There are a few principal metrics types.

Classification Metrics

This type involves APCER and BPCER evaluations.

APCER is used to calculate PAI species (PAIS) with this formula:

[math]\displaystyle{ APCER_{PAIS}=1-\left ( \frac{1}{N_{PAIS}} \right )\sum_{i=1}^{N_{PAIS}}Res_i }[/math]

[math]N_{PAIS}[/math] — The attack presentation number for a specific PAIS.
[math]Res_i [/math] — If at least one presentation turns out to be an attack, it takes value 1. If not, it retains value 0.

The evaluation assesses the accuracy of the biometric system in the form of: (a) correctly classified and, (b) incorrectly classified results. Parameters evaluated on the basis of PAI series, by capture subject and species are also be specified.

Presentation attack instruments like masks, cutouts and photographs — Examples of the Presentation Attack Instruments

Next, the PAD’s subsystem is tested. The test evaluates how well a subsystem detects PAIS in the context of a specific Attack Potential (AP). This implies reporting an accurate number of artifact presentations.

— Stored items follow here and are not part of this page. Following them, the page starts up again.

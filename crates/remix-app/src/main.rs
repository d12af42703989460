//! Remix application binary - composition root.
//!
//! 1. Parse CLI arguments and initialize tracing
//! 2. Load configuration from TOML
//! 3. Load the knowledge catalog (built-in or JSON file)
//! 4. Run the selected command: interactive chat, one-shot ask, or catalog dump

mod chat;
mod cli;

use std::path::Path;
use std::sync::Arc;

use clap::Parser;
use remix_assistant::{ConversationEngine, InstantDelay, JitteredDelay, KnowledgeBase, Matcher, Reply};
use remix_core::config::AssistantConfig;
use remix_core::RemixConfig;
use tracing_subscriber::prelude::*;
use tracing_subscriber::{fmt, reload, EnvFilter};

use cli::{CliArgs, Command};

/// Load the config file, or defaults when there is none.
///
/// A file that exists but does not parse or validate is logged and replaced
/// by defaults.
fn load_config(path: &Path) -> RemixConfig {
    if !path.exists() {
        tracing::debug!(path = %path.display(), "No config file, using defaults");
        return RemixConfig::default();
    }
    RemixConfig::load_or_default(path)
}

fn load_knowledge(path: Option<&Path>) -> remix_core::Result<KnowledgeBase> {
    match path {
        Some(p) => Ok(KnowledgeBase::from_json_file(p)?),
        None => Ok(KnowledgeBase::builtin()),
    }
}

fn print_reply(reply: &Reply) {
    println!("{}", reply.answer);
    for link in &reply.links {
        println!("  -> {} ({})", link.text, link.url);
    }
}

#[tokio::main]
async fn main() -> Result<(), Box<dyn std::error::Error>> {
    let args = CliArgs::parse();

    // Tracing goes to stderr so it never interleaves with the conversation.
    // RUST_LOG wins; otherwise the filter is swapped once the config is read.
    let env_filter = EnvFilter::try_from_default_env().ok();
    let from_env = env_filter.is_some();
    let initial = env_filter
        .unwrap_or_else(|| EnvFilter::new(args.log_level.as_deref().unwrap_or("info")));
    let (filter, filter_handle) = reload::Layer::new(initial);
    tracing_subscriber::registry()
        .with(filter)
        .with(fmt::layer().with_writer(std::io::stderr))
        .init();

    let config_file = args.resolve_config_path();
    let config = load_config(&config_file);
    if !from_env {
        filter_handle.reload(EnvFilter::new(
            args.resolve_log_level(&config.general.log_level),
        ))?;
    }

    let catalog_path = args.resolve_catalog_path(&config);
    let knowledge = Arc::new(load_knowledge(catalog_path.as_deref())?);
    tracing::info!(entries = knowledge.len(), "Knowledge catalog ready");

    match args.command() {
        Command::Chat => {
            if args.instant {
                let assistant = AssistantConfig {
                    typing_effect: false,
                    ..config.assistant.clone()
                };
                let engine = ConversationEngine::new(knowledge, InstantDelay, &assistant);
                chat::run(engine).await?;
            } else {
                let delay = JitteredDelay::from_config(&config.assistant);
                let engine = ConversationEngine::new(knowledge, delay, &config.assistant);
                chat::run(engine).await?;
            }
        }
        Command::Ask { question } => {
            let matcher = Matcher::new(knowledge);
            print_reply(&matcher.lookup(&question.join(" ")));
        }
        Command::Catalog => {
            println!("{}", knowledge.to_json_pretty()?);
        }
    }

    Ok(())
}

#[cfg(test)]
mod tests {
    use super::*;
    use remix_core::RemixError;
    use std::io::Write;
    use tempfile::NamedTempFile;

    fn temp_file(content: &str) -> NamedTempFile {
        let mut file = NamedTempFile::new().unwrap();
        file.write_all(content.as_bytes()).unwrap();
        file
    }

    #[test]
    fn test_load_config_missing_file_uses_defaults() {
        let config = load_config(Path::new("/no/such/remix/config.toml"));
        assert_eq!(config.general.log_level, "info");
    }

    #[test]
    fn test_load_config_reads_file() {
        let file = temp_file("[general]\nlog_level = \"debug\"\n");
        assert_eq!(load_config(file.path()).general.log_level, "debug");
    }

    #[test]
    fn test_load_config_invalid_file_uses_defaults() {
        let file = temp_file("[assistant]\nreveal_min_ms = 50\nreveal_max_ms = 10\n");
        let config = load_config(file.path());
        assert_eq!(config.assistant.reveal_min_ms, 15);
    }

    #[test]
    fn test_load_knowledge_builtin() {
        let kb = load_knowledge(None).unwrap();
        assert!(!kb.is_empty());
    }

    #[test]
    fn test_load_knowledge_missing_file_is_io_error() {
        let err = load_knowledge(Some(Path::new("/no/such/faq.json"))).unwrap_err();
        assert!(matches!(err, RemixError::Io(_)));
    }

    #[test]
    fn test_load_knowledge_invalid_catalog_is_catalog_error() {
        let file = temp_file("[]");
        let err = load_knowledge(Some(file.path())).unwrap_err();
        assert!(matches!(err, RemixError::Catalog(_)));
    }
}
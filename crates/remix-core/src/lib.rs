pub mod config;
pub mod error;
pub mod events;
pub mod types;

pub use config::RemixConfig;
pub use error::{RemixError, Result};
pub use events::AssistantEvent;
pub use types::*;
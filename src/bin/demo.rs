use roundrobin::error::RoundRobinResult;
use roundrobin::utils::util::pretty_format_ring_queue;
use roundrobin::{RingQueue, RoundRobinError};

fn main() -> RoundRobinResult<()> {
    env_logger::init();

    let mut queue = RingQueue::new(5)?;
    println!("fresh queue: {queue}");

    for n in 0..5 {
        queue.push(n)?;
    }
    println!("after filling: {queue}");

    match queue.push(99) {
        Err(RoundRobinError::Overflow) => println!("push(99) rejected, queue is full"),
        other => println!("unexpected result: {other:?}"),
    }

    println!("pop -> {:?}", queue.pop()?);
    println!("pop -> {:?}", queue.pop()?);
    println!("peek -> {:?}", queue.peek()?);
    queue.push(100)?;
    println!("after wrap-around push: {queue}");

    println!("{}", pretty_format_ring_queue(&queue));
    Ok(())
}
pub mod util;
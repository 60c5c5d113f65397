use std::fmt;

use comfy_table::Cell;

use crate::queue::RingQueue;

/// Renders the backing store as a table, one row per slot in storage order.
///
/// Stale slots are shown too, so this exposes internal state beyond the
/// queue's logical contents. Debugging aid only.
pub fn pretty_format_ring_queue<T: fmt::Debug>(queue: &RingQueue<T>) -> comfy_table::Table {
    let mut table = comfy_table::Table::new();
    table.load_preset("||--+-++|    ++++++");
    table.set_header(vec![
        Cell::new("slot"),
        Cell::new("state"),
        Cell::new("value"),
    ]);

    for (idx, slot) in queue.slots().iter().enumerate() {
        let mut cells = vec![Cell::new(idx)];
        match slot {
            Some(elem) => {
                cells.push(Cell::new("live"));
                cells.push(Cell::new(format!("{elem:?}")));
            }
            None => {
                cells.push(Cell::new("stale"));
                cells.push(Cell::new("-"));
            }
        }
        table.add_row(cells);
    }

    table
}
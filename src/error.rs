use thiserror::Error;

pub type RoundRobinResult<T, E = RoundRobinError> = Result<T, E>;

#[derive(Debug, Error, PartialEq, Eq)]
pub enum RoundRobinError {
    #[error("queue capacity must be greater than 0")]
    ZeroCapacity,

    #[error("out of bounds push, queue is full")]
    Overflow,

    #[error("pop or peek on an empty queue")]
    Underflow,
}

The following formula is used for this purpose:

[math]\displaystyle{ APCER_{AP}=\max_{PAIS\in{A_{AP}}}\Bigl(APCER_{PAIS}\Bigr) }[/math]

[math]A_{AP}[/math] — A PAIS subgroup with a certain attack potential.

The attack potential is estimated with the help of ISO/IEC 19989.

The second type of evaluation, BPCER is used for calculating and reporting bona fide presentations using the following formula:

[math]\displaystyle{ BPCER={\textstyle \sum_{i=1}^{N_{BR}}Res_i\over {N_{BF}}} }[/math]

[math]N_{BR}[/math] — Amount of the bona fide presentations.
[math]Res_i[/math] — Again, it assumes value 1 if at least one PA attempt is registered. Otherwise, it retains value 0.

As a result, the reported bona fide presentations are classified correctly or incorrectly. (by total amount or by capture subject)

One essential clause states that APCER and BPCER test results cannot be put into an aggregate report. However, it is possible to report a PAD system’s performance as a BPCER figure accompanied by a specific APCER.

Non-response Metrics

As noted by the facial Antispoofing Wiki, non-response metrics evaluate instances when the PAD system is unable to detect a presentation attack at all. It is important to take into account the effect of non-responses during the evaluation process. Based on the manufacturer’s recommendations, it is crucial to point out conditions, under which a non-response belongs to the classification error rate.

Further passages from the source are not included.